U.S. officials expect Russia to try to interfere with midterm elections

Interference in this year's midterm elections is still hypothetical, but officials worry that interference — or even the perception of interference — could play into fears about stolen elections and undermine trust in voting systems, CNN’s Edward-Isaac Dovere reports.

Department of Homeland Security this month warned that Russia will “probably” try to undermine this year’s elections in retaliation for the U.S. government’s response to Russia’s invasion of Ukraine, according to a report obtained by CNN. “We expect Russian interference in the upcoming 2022 midterm elections, as Russia views this activity as an equitable response to perceived actions by Washington and an opportunity to both undermine U.S. global standing and influence U.S. decision-making,” the report says.

Jury convicts former Amazon Web Services engineer over Capital One hack

The jury found Paige Thompson guilty of six computer-hacking charges and one wire-fraud charge, the Seattle Times’s Maya Miller reports. The 2019 hack of Capital One compromised 100 million credit card applications. The bank later agreed to pay a $190 million settlement of a class-action lawsuit brought by customers. It also agreed to pay an $80 million fine to regulators.

“We’re thrilled with the verdict,” prosecutor Nick Brown told Miller. “Hopefully it’s good deterrence for other people, like Ms. Thompson, who purport to be good-faith hackers, but who are in fact engaged in something far more dangerous.”

The case partly hinged on what it means for someone to access a computer system “without authorization,” Miller reports.

  • After Thompson left Amazon Web Services, she looked for misconfigured accounts and posed as a user who was authorized to access them, prosecutors argued. Because she didn’t have explicit permission to access those accounts, she didn’t have the proper authorization, prosecutors said.
  • Thompson’s attorney, on the other hand, argued “that Thompson’s actions were legal because the breached companies’ systems performed as they were programmed, and anyone with access to a web browser could’ve taken the same actions as Thompson,” Miller writes.
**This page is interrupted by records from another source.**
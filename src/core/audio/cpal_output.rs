use cpal::traits::{DeviceTrait, HostTrait, StreamTrait};
use cpal::{BufferSize, BuildStreamError, Device, SampleRate, Stream, StreamConfig};
use crossbeam_channel::Sender;
use log::{debug, error, info, warn};
use std::sync::atomic::{AtomicBool, Ordering};
use std::sync::Arc;

use super::{AudioError, OutputStream};
use crate::config::SynthSettings;
use crate::core::oscillator::SineOscillator;
use crate::messaging::EngineEvent;

/// cpal output stream that renders mono f32 blocks from a shared oscillator.
pub struct CpalOutput {
    stream: Option<Stream>,
    config: StreamConfig,
    running: Arc<AtomicBool>,
}

impl CpalOutput {
    /// Open the configured (or default) output device and build a paused stream.
    pub fn open(
        settings: &SynthSettings,
        oscillator: Arc<SineOscillator>,
        events: Sender<EngineEvent>,
    ) -> Result<Self, AudioError> {
        let host = cpal::default_host();
        info!("Using audio host: {}", host.id().name());

        let device = select_output_device(&host, settings.output_device.as_deref())?;
        info!(
            "Using output device: {}",
            device.name().unwrap_or_else(|_| "<unnamed>".to_string())
        );

        let mut config = StreamConfig {
            channels: settings.channels.max(1),
            sample_rate: SampleRate(settings.sample_rate),
            buffer_size: BufferSize::Fixed(settings.block_size),
        };
        let running = Arc::new(AtomicBool::new(false));
        let block_size = settings.block_size as usize;

        let stream = match build_stream(
            &device,
            &config,
            block_size,
            Arc::clone(&oscillator),
            events.clone(),
            Arc::clone(&running),
        ) {
            Ok(stream) => stream,
            Err(err) => {
                warn!(
                    "Fixed buffer of {} frames rejected ({}), using the device default",
                    settings.block_size, err
                );
                config.buffer_size = BufferSize::Default;
                build_stream(
                    &device,
                    &config,
                    block_size,
                    oscillator,
                    events,
                    Arc::clone(&running),
                )
                .map_err(|e| AudioError::StreamBuild(e.to_string()))?
            }
        };

        // Some hosts start streams as soon as they are built.
        if let Err(err) = stream.pause() {
            debug!("Could not pause freshly built stream: {}", err);
        }

        info!("Stream config: {:?}", config);
        Ok(Self {
            stream: Some(stream),
            config,
            running,
        })
    }
}

impl OutputStream for CpalOutput {
    fn sample_rate(&self) -> u32 {
        self.config.sample_rate.0
    }

    fn start(&mut self) -> Result<(), AudioError> {
        let stream = self.stream.as_ref().ok_or(AudioError::Closed)?;
        self.running.store(true, Ordering::Release);
        stream.play().map_err(|e| {
            self.running.store(false, Ordering::Release);
            AudioError::Playback(e.to_string())
        })
    }

    fn close(&mut self) -> Result<(), AudioError> {
        self.running.store(false, Ordering::Release);
        if let Some(stream) = self.stream.take() {
            let paused = stream.pause();
            // Dropping the stream tears down the callback before we return.
            drop(stream);
            paused.map_err(|e| AudioError::Playback(e.to_string()))?;
        }
        Ok(())
    }
}

fn select_output_device(host: &cpal::Host, preferred: Option<&str>) -> Result<Device, AudioError> {
    if let Some(name) = preferred {
        let devices = host
            .output_devices()
            .map_err(|e| AudioError::DeviceUnavailable(e.to_string()))?;
        for device in devices {
            if device.name().map(|n| n == name).unwrap_or(false) {
                return Ok(device);
            }
        }
        warn!("Output device {:?} not found, falling back to the default device", name);
    }

    host.default_output_device()
        .ok_or_else(|| AudioError::DeviceUnavailable("no output device available".to_string()))
}

fn build_stream(
    device: &Device,
    config: &StreamConfig,
    block_size: usize,
    oscillator: Arc<SineOscillator>,
    events: Sender<EngineEvent>,
    running: Arc<AtomicBool>,
) -> Result<Stream, BuildStreamError> {
    let channels = config.channels as usize;
    let error_events = events.clone();
    let mut scratch = vec![0.0f32; block_size.max(1)];

    device.build_output_stream(
        config,
        move |data: &mut [f32], _: &cpal::OutputCallbackInfo| {
            fill_output(data, channels, &mut scratch, &oscillator, &running, &events);
        },
        move |err| {
            error!("an error occurred on the audio stream: {}", err);
            let _ = error_events.try_send(EngineEvent::StreamError(err.to_string()));
        },
        None,
    )
}

/// Body of the device callback: fill interleaved `data` from the oscillator.
///
/// Renders at most `scratch.len()` frames at a time so a callback larger than the
/// requested block never allocates; the phase carries across chunks.
fn fill_output(
    data: &mut [f32],
    channels: usize,
    scratch: &mut [f32],
    oscillator: &SineOscillator,
    running: &AtomicBool,
    events: &Sender<EngineEvent>,
) {
    if !running.load(Ordering::Acquire) || channels == 0 || scratch.is_empty() {
        data.fill(0.0);
        return;
    }

    for chunk in data.chunks_mut(scratch.len() * channels) {
        let frames = chunk.len().div_ceil(channels);
        let block = &mut scratch[..frames];
        if let Err(fault) = oscillator.render_into(block) {
            let _ = events.try_send(EngineEvent::RenderFault(fault));
        }

        for (frame, &value) in chunk.chunks_mut(channels).zip(block.iter()) {
            frame.fill(value);
        }
    }
}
Using Thompson’s words: Prosecutors also “used a sampling of Thompson’s tweets, Slack messages and chat board posts to argue that she was a calculated hacker motivated by greed, rather than a noble ‘white-hat hacker’ trying to identify and patch vulnerabilities in companies’ online defenses,” Miller writes.
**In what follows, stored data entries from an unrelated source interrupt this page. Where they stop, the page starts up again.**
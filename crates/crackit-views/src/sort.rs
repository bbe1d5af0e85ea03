//! Ordering strategies selected by [`SortKey`].
//!
//! All strategies are stable: records that compare equal keep their relative
//! input order. Missing timestamps sort as the minimum representable instant
//! and missing salaries as zero.

use std::cmp::Ordering;

use chrono::{DateTime, Utc};

use crate::criteria::SortKey;
use crate::record::Listing;

/// Returns a newly ordered sequence of borrowed records; the input is left
/// untouched.
///
/// # Examples
///
/// ```
/// use crackit_views::{JobDraft, JobRecord, Listing, SortKey, sort_records};
///
/// let jobs = vec![
///     JobRecord::new(JobDraft { salary: Some(10.0), ..JobDraft::default() }),
///     JobRecord::new(JobDraft { salary: None, ..JobDraft::default() }),
///     JobRecord::new(JobDraft { salary: Some(20.0), ..JobDraft::default() }),
/// ];
///
/// let ordered = sort_records(&jobs, SortKey::Salary);
/// let salaries: Vec<_> = ordered.iter().map(|job| job.salary()).collect();
/// assert_eq!(salaries, [Some(20.0), Some(10.0), None]);
/// ```
#[must_use]
pub fn sort_records<'a, R, I>(records: I, key: SortKey) -> Vec<&'a R>
where
    R: Listing + 'a,
    I: IntoIterator<Item = &'a R>,
{
    let mut ordered: Vec<&'a R> = records.into_iter().collect();
    sort_in_place(&mut ordered, key);
    ordered
}

/// Reorders a slice of borrowed records in place.
pub(crate) fn sort_in_place<R: Listing>(records: &mut [&R], key: SortKey) {
    records.sort_by(|left, right| compare(*left, *right, key));
}

fn compare<R: Listing>(left: &R, right: &R, key: SortKey) -> Ordering {
    match key {
        SortKey::Newest => created_at(right).cmp(&created_at(left)),
        SortKey::Oldest => created_at(left).cmp(&created_at(right)),
        SortKey::Salary => salary(right).total_cmp(&salary(left)),
    }
}

fn created_at<R: Listing>(record: &R) -> DateTime<Utc> {
    record.created_at().unwrap_or(DateTime::<Utc>::MIN_UTC)
}

fn salary<R: Listing>(record: &R) -> f64 {
    // Normalises -0.0 so it ties with a missing salary under `total_cmp`.
    record.salary().map_or(0.0, |value| if value == 0.0 { 0.0 } else { value })
}
//! Case-insensitive substring matching over selected record fields.
//!
//! Matching is plain substring containment after lower-casing both sides.
//! There is no tokenisation and no fuzzy matching.

use crate::record::Listing;

/// A search query prepared for repeated matching.
///
/// Lower-cases the query once so composing a view over many records does not
/// repeat the work per record.
#[derive(Debug, Clone, PartialEq, Eq, Default)]
pub struct TextQuery {
    needle: String,
}

impl TextQuery {
    /// Prepare `query` for matching. The query is used verbatim apart from
    /// case folding; surrounding whitespace is significant.
    #[must_use]
    pub fn new(query: &str) -> Self {
        Self {
            needle: query.to_lowercase(),
        }
    }

    /// Returns `true` when the query is empty and therefore matches
    /// everything.
    #[must_use]
    pub fn is_empty(&self) -> bool {
        self.needle.is_empty()
    }

    /// Returns `true` if the query occurs in at least one of `fields`.
    #[must_use]
    pub fn matches<R: Listing>(&self, record: &R, fields: &[R::Field]) -> bool {
        if self.is_empty() {
            return true;
        }
        fields
            .iter()
            .any(|field| contains_folded(record.field_text(*field), &self.needle))
    }
}

fn contains_folded(haystack: &str, needle: &str) -> bool {
    haystack.to_lowercase().contains(needle)
}

/// Returns `true` if `query` is empty or is a case-insensitive substring of at
/// least one of the named `fields` of `record`.
///
/// Absent fields read as empty text, so they only match an empty query.
///
/// # Examples
///
/// ```
/// use crackit_views::{JobDraft, JobField, JobRecord, matches};
///
/// let job = JobRecord::new(JobDraft {
///     title: "Backend Engineer".to_owned(),
///     ..JobDraft::default()
/// });
///
/// assert!(matches(&job, "ENGINEER", &[JobField::Title]));
/// assert!(!matches(&job, "engineer", &[JobField::Location]));
/// assert!(matches(&job, "", &[]));
/// ```
#[must_use]
pub fn matches<R: Listing>(record: &R, query: &str, fields: &[R::Field]) -> bool {
    TextQuery::new(query).matches(record, fields)
}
Cyber attack: Gloucester council services still not back to normal (BBC News)

  • CISA Director Jen Easterly and energy executives discuss cybersecurity at the EEI 2022 conference today.
  • Third Way hosts an event on China and the digital world order Tuesday at 11 a.m.
  • Sen. Angus King (I-Maine) speaks at a Reagan Institute on foreign information operations Wednesday at 10 a.m.
  • The House Judiciary Committee holds an oversight hearing for the Justice Department’s National Security Division on Wednesday at 10 a.m.
  • Michael Brown, who leads the Pentagon’s Defense Innovation Unit, speaks at the Center for a New American Security on Wednesday at 12:30 p.m.
  • CISA’s Cybersecurity Advisory Council meets at 1 p.m. on Wednesday.
  • White House special assistants Tim Wu and Peter Harrell discuss the Biden administration’s Declaration for the Future of the Internet at a Brookings Institution event on Wednesday at 2 p.m.
  • The Committee on House Administration holds a hearing on disinformation’s threats to democracy on Wednesday at 2:30 p.m.
  • A House Homeland Security Committee panel holds a hearing on securing emerging technologies on Wednesday at 2:30 p.m.
  • The R Street Institute hosts an event on the cybersecurity of the water industry on Wednesday at 4:30 p.m.

Thanks for reading. See you tomorrow.